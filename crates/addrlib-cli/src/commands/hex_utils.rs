//! Hex address parsing and formatting utilities.

use addrlib_core::database::parse_number;
use anyhow::Result;

/// Parse a hex address string (with or without 0x prefix).
pub fn parse_hex_address(s: &str) -> Result<u64> {
    let s = s.trim_start_matches("0x").trim_start_matches("0X");
    u64::from_str_radix(s, 16).map_err(|e| anyhow::anyhow!("Invalid hex address: {}", e))
}

/// Parse an id, decimal or with a 0x prefix.
pub fn parse_id(s: &str) -> Result<u64> {
    parse_number(s.trim()).ok_or_else(|| anyhow::anyhow!("Invalid id: {}", s))
}

/// Format an address as a hex string with 0x prefix.
pub fn format_hex_address(addr: u64) -> String {
    format!("0x{:X}", addr)
}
════════════════════
Those lines above that contain the string "with" should be returned.

Exercise output.
/// Parse a hex address string (with or without 0x prefix).
/// Parse an id, decimal or with a 0x prefix.
/// Format an address as a hex string with 0x prefix.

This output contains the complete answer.